BBMOD is a free and open source library that makes 3D game development in GM much easier. It originally started just as a file format for 3D animated models + a GML library to render them in GM, but it's been in development for 3 years already and it has many more features now. For example, whole two rendering pipelines (forward and deferred) with support for physically based materials, terrain rendering, post-processing effects, gizmo for level editing and save/load system to name a few. There's also Bullet physics engine coming in the next (non-patch) release.

As I said earlier, BBMOD has its own file format that's easy to load from GML, so you need to convert your assets to that format first to be able to use them.

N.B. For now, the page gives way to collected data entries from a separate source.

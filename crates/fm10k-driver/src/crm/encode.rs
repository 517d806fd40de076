//! CRM descriptor encoder
//!
//! Turns the logical geometry of a register block (word width, up to three
//! dimension sizes and strides) into the shift-based record the CRM walks.
//! The hardware only understands power-of-two block sizes and strides, so a
//! non-power-of-two inner dimension is rounded up when doing so cannot pull
//! foreign registers into the scan.

use crate::error::{Result, SwitchError};
use fm10k_chip::crm::{command, register, CrmCommand, CrmMonitorConfig, SHIFT_UNUSED};

/// Logical shape of a monitored block
///
/// `sizes[0]` is the inner entry count and `strides[0]` the word delta between
/// inner entries; `strides[1]` and `strides[2]` step the outer dimensions. A
/// zero size marks an absent dimension.
#[derive(Debug, Clone, Copy, PartialEq, Eq)]
pub struct CrmGeometry {
    /// 32-bit words per register
    pub word_count: u32,
    /// Entry counts, innermost first
    pub sizes: [u32; 3],
    /// Word strides, innermost first
    pub strides: [u32; 3],
}

impl CrmGeometry {
    /// `size` registers of `word_count` words, `stride` words apart
    pub const fn one_d(word_count: u32, size: u32, stride: u32) -> Self {
        Self {
            word_count,
            sizes: [size, 0, 0],
            strides: [stride, 0, 0],
        }
    }

    /// `sizes[1]` rows of `sizes[0]` registers
    pub const fn two_d(word_count: u32, sizes: [u32; 2], strides: [u32; 2]) -> Self {
        Self {
            word_count,
            sizes: [sizes[0], sizes[1], 0],
            strides: [strides[0], strides[1], 0],
        }
    }

    /// `sizes[2]` planes of `sizes[1]` rows of `sizes[0]` registers
    pub const fn three_d(word_count: u32, sizes: [u32; 3], strides: [u32; 3]) -> Self {
        Self {
            word_count,
            sizes,
            strides,
        }
    }
}

/// Encode `geometry` at word address `base` into a monitor slot record
///
/// The returned record has `reg_count = 1`, `param = 0` and `data_index = 0`;
/// the caller fills in the operand.
///
/// # Errors
///
/// - `InvalidArgument` for a zero base, word count, inner size or inner
///   stride, a third dimension without a second, or an outer stride that
///   overlaps the block it steps over.
/// - `Unsupported` for a non-contiguous inner dimension, a non-power-of-two
///   inner size that cannot be rounded without a gap, non-power-of-two outer
///   strides or sizes, or values wider than the record fields.
pub fn init_config(command: CrmCommand, base: u32, geometry: &CrmGeometry) -> Result<CrmMonitorConfig> {
    let CrmGeometry {
        word_count,
        sizes: [size1, size2, size3],
        strides: [stride0, stride1, stride2],
    } = *geometry;

    if base == 0 {
        return Err(SwitchError::invalid_argument("CRM base address must be non-zero"));
    }
    if word_count == 0 || size1 == 0 || stride0 == 0 {
        return Err(SwitchError::invalid_argument(format!(
            "degenerate geometry: {word_count} words, size {size1}, stride {stride0}"
        )));
    }
    if size2 == 0 && size3 != 0 {
        return Err(SwitchError::invalid_argument("third dimension given without a second"));
    }
    if u64::from(base) > register::BASE_ADDRESS.max() {
        return Err(SwitchError::unsupported(format!(
            "base address {base:#x} wider than 24 bits"
        )));
    }

    // Registers logically 3 words wide but padded to 4 scan as 4-word registers
    let words = match (word_count, stride0) {
        (w, s) if w == s => w,
        (3, 4) => 4,
        _ => {
            return Err(SwitchError::unsupported(format!(
                "inner stride {stride0} does not match {word_count}-word registers"
            )))
        }
    };
    if u64::from(words - 1) > register::SIZE.max() {
        return Err(SwitchError::unsupported(format!("{words}-word registers exceed the size field")));
    }
    #[allow(clippy::cast_possible_truncation)]
    let reg_size = (words - 1) as u8;

    let mut cfg = CrmMonitorConfig {
        command,
        reg_count: 1,
        base_address: base,
        reg_size,
        size1_shift: SHIFT_UNUSED,
        stride1_shift: SHIFT_UNUSED,
        size2_shift: SHIFT_UNUSED,
        stride2_shift: SHIFT_UNUSED,
        ..CrmMonitorConfig::CLEARED
    };

    let entry_count = if size2 == 0 {
        u64::from(size1)
    } else if size3 == 0 {
        let span = u64::from(size1) * u64::from(words);
        outer_stride("stride1", stride1, span)?;
        let mut size1_shift = floor_log2(size1);
        let mut count = u64::from(size1) * u64::from(size2);
        if !size1.is_power_of_two() {
            let adjust = 1u64 << (size1_shift + 1);
            if adjust * u64::from(words) != u64::from(stride1) {
                return Err(SwitchError::unsupported(format!(
                    "rounding {size1} entries up to {adjust} would leave a gap before stride {stride1}"
                )));
            }
            size1_shift += 1;
            // Full rounded blocks, then only the logical entries of the last one
            count = adjust * u64::from(size2 - 1) + u64::from(size1);
        }
        cfg.size1_shift = shift_field("size1", size1_shift)?;
        cfg.stride1_shift = stride_field("stride1", stride1)?;
        count
    } else {
        let span1 = u64::from(size1) * u64::from(words);
        outer_stride("stride1", stride1, span1)?;
        outer_stride("stride2", stride2, u64::from(size2) * u64::from(stride1))?;
        if !size2.is_power_of_two() {
            return Err(SwitchError::unsupported(format!(
                "second dimension size {size2} is not a power of two"
            )));
        }
        let mut size1_shift = floor_log2(size1);
        if !size1.is_power_of_two() {
            size1_shift += 1;
        }
        cfg.size1_shift = shift_field("size1", size1_shift)?;
        cfg.stride1_shift = stride_field("stride1", stride1)?;
        cfg.size2_shift = shift_field("size2", floor_log2(size2))?;
        cfg.stride2_shift = stride_field("stride2", stride2)?;
        u64::from(size1) * u64::from(size2) * u64::from(size3)
    };

    if entry_count > command::COUNT.max() {
        return Err(SwitchError::unsupported(format!(
            "{entry_count} registers exceed the count field"
        )));
    }
    #[allow(clippy::cast_possible_truncation)]
    let entry_count = entry_count as u32;
    cfg.entry_count = entry_count;
    Ok(cfg)
}

const fn floor_log2(v: u32) -> u32 {
    31 - v.leading_zeros()
}

fn outer_stride(name: &str, stride: u32, span: u64) -> Result<()> {
    if u64::from(stride) < span {
        return Err(SwitchError::invalid_argument(format!(
            "{name} {stride} overlaps the {span} words it steps over"
        )));
    }
    if !stride.is_power_of_two() {
        return Err(SwitchError::unsupported(format!("{name} {stride} is not a power of two")));
    }
    Ok(())
}

fn shift_field(name: &str, shift: u32) -> Result<u8> {
    u8::try_from(shift)
        .ok()
        .filter(|&s| s < SHIFT_UNUSED)
        .ok_or_else(|| SwitchError::unsupported(format!("{name} shift {shift} out of encodable range")))
}

/// Stored stride field: the shift of `stride` minus one
fn stride_field(name: &str, stride: u32) -> Result<u8> {
    let shift = floor_log2(stride);
    if shift == 0 {
        return Err(SwitchError::unsupported(format!("{name} of one word cannot be encoded")));
    }
    shift_field(name, shift - 1)
}

#[cfg(test)]
mod tests {
    use super::*;

    fn checksum(base: u32, g: &CrmGeometry) -> Result<CrmMonitorConfig> {
        init_config(CrmCommand::Checksum, base, g)
    }

    #[test]
    fn contiguous_one_d_covers_every_entry() {
        for words in 1..=4 {
            for size in [1, 2, 7, 256, 1024] {
                let cfg = checksum(0x100, &CrmGeometry::one_d(words, size, words)).unwrap();
                assert_eq!(cfg.entry_count, size);
                assert_eq!(cfg.reg_count, 1);
                assert_eq!(u32::from(cfg.reg_size), words - 1);
                assert_eq!(cfg.size1_shift, SHIFT_UNUSED);
                assert_eq!(cfg.stride2_shift, SHIFT_UNUSED);
            }
        }
    }

    #[test]
    fn padded_three_word_registers_promote_to_four() {
        let cfg = checksum(0xD4_0000, &CrmGeometry::one_d(3, 4096, 4)).unwrap();
        assert_eq!(cfg.words_per_register(), 4);
        assert_eq!(cfg.entry_count, 4096);
    }

    #[test]
    fn non_contiguous_one_d_is_unsupported() {
        for (words, stride) in [(1, 2), (2, 4), (4, 8), (3, 8), (2, 1)] {
            let err = checksum(0x100, &CrmGeometry::one_d(words, 16, stride)).unwrap_err();
            assert!(matches!(err, SwitchError::Unsupported { .. }), "{words}/{stride}: {err}");
        }
    }

    #[test]
    fn preconditions_are_invalid_arguments() {
        let bad = [
            (0, CrmGeometry::one_d(1, 4, 1)),
            (0x100, CrmGeometry::one_d(0, 4, 1)),
            (0x100, CrmGeometry::one_d(1, 0, 1)),
            (0x100, CrmGeometry::one_d(1, 4, 0)),
            (0x100, CrmGeometry::three_d(1, [4, 0, 2], [1, 4, 16])),
        ];
        for (base, g) in bad {
            assert!(matches!(checksum(base, &g), Err(SwitchError::InvalidArgument { .. })), "{g:?}");
        }
    }

    #[test]
    fn rounds_non_power_of_two_rows_without_gap() {
        let g = CrmGeometry::two_d(4, [12, 1], [4, 64]);
        let cfg = checksum(0x200, &g).unwrap();
        assert_eq!(cfg.size1_shift, 4);
        assert_eq!(cfg.stride1_shift, 5);
        assert_eq!(cfg.entry_count, 12);
        assert_eq!(cfg.size2_shift, SHIFT_UNUSED);

        // Deterministic down to the packed words
        let again = checksum(0x200, &g).unwrap();
        assert_eq!(again.command_words(), cfg.command_words());
        assert_eq!(again.register_words(), cfg.register_words());
    }

    #[test]
    fn rounding_across_a_gap_is_unsupported() {
        // 12 entries of 2 words round to 16 x 2 = 32 words, stride 64 leaves a gap
        let err = checksum(0x200, &CrmGeometry::two_d(2, [12, 4], [2, 64])).unwrap_err();
        assert!(matches!(err, SwitchError::Unsupported { .. }));
    }

    #[test]
    fn power_of_two_rows_keep_exact_count() {
        let cfg = checksum(0x1000, &CrmGeometry::two_d(1, [8, 5], [1, 32])).unwrap();
        assert_eq!(cfg.size1_shift, 3);
        assert_eq!(cfg.stride1_shift, 4);
        assert_eq!(cfg.entry_count, 40);
    }

    #[test]
    fn outer_stride_checks() {
        let overlap = checksum(0x1000, &CrmGeometry::two_d(2, [8, 2], [2, 8])).unwrap_err();
        assert!(matches!(overlap, SwitchError::InvalidArgument { .. }));
        let odd = checksum(0x1000, &CrmGeometry::two_d(1, [8, 2], [1, 24])).unwrap_err();
        assert!(matches!(odd, SwitchError::Unsupported { .. }));
    }

    #[test]
    fn field_overflow_is_unsupported() {
        assert!(matches!(
            checksum(0x100_0000, &CrmGeometry::one_d(1, 4, 1)),
            Err(SwitchError::Unsupported { .. })
        ));
        assert!(matches!(
            checksum(0x100, &CrmGeometry::one_d(5, 4, 5)),
            Err(SwitchError::Unsupported { .. })
        ));
        assert!(matches!(
            checksum(0x100, &CrmGeometry::one_d(1, 1 << 24, 1)),
            Err(SwitchError::Unsupported { .. })
        ));
        // A 2^16-word stride would need the sentinel shift
        assert!(matches!(
            checksum(0x100, &CrmGeometry::two_d(1, [4, 2], [1, 1 << 16])),
            Err(SwitchError::Unsupported { .. })
        ));
    }

    #[test]
    fn three_d_rounds_inner_shift_unconditionally() {
        // 12 rows of 1 word in 16-word blocks: rounded even though stride is 32
        let g = CrmGeometry::three_d(1, [12, 4, 3], [1, 32, 256]);
        let cfg = checksum(0x4000, &g).unwrap();
        assert_eq!(cfg.size1_shift, 4);
        assert_eq!(cfg.stride1_shift, 4);
        assert_eq!(cfg.size2_shift, 2);
        assert_eq!(cfg.stride2_shift, 7);
        assert_eq!(cfg.entry_count, 12 * 4 * 3);
    }

    #[test]
    fn three_d_requires_power_of_two_middle_dimension() {
        let err = checksum(0x4000, &CrmGeometry::three_d(1, [4, 3, 2], [1, 4, 64])).unwrap_err();
        assert!(matches!(err, SwitchError::Unsupported { .. }));
    }

    /// Every accepted 1-D/2-D encoding scans exactly the logical footprint
    #[test]
    fn accepted_encodings_stay_inside_the_block() {
        let base = 0x8000;
        let mut accepted = 0;
        for words in 1..=4u32 {
            for size1 in 1..=20u32 {
                for size2 in 1..=4u32 {
                    for stride1 in (1..=9).map(|s| 1u32 << s) {
                        let g = CrmGeometry::two_d(words, [size1, size2], [words, stride1]);
                        let Ok(cfg) = checksum(base, &g) else { continue };
                        accepted += 1;

                        let last = base + (size2 - 1) * stride1 + size1 * words - 1;
                        assert_eq!(cfg.footprint(), Some((base, last)), "{g:?}");

                        // Scanned registers never straddle into the next row
                        for a in cfg.scan_addresses() {
                            let row = (a - base) / stride1;
                            let off = (a - base) % stride1;
                            assert!(row < size2, "{g:?} scanned {a:#x}");
                            assert!(off + words <= stride1, "{g:?} scanned {a:#x}");
                        }
                    }
                }
            }
        }
        assert!(accepted > 100);
    }
}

To do this, you can use BBMOD CLI (command line interface), which is a tool run from the terminal/command line. BBMOD CLI is also free and open source and included with every release of the BBMOD GML library.

For people who support the development of the project directly via Patreon, there's BBMOD GUI, which is a windowed application with extra capabilities (like material editing and pre-processing of HDR captures for reflections). The ultimate goal for BBMOD GUI is to become a full IDE for 3D games made with GM (using the BBMOD library). Currently it does cost $15 / month.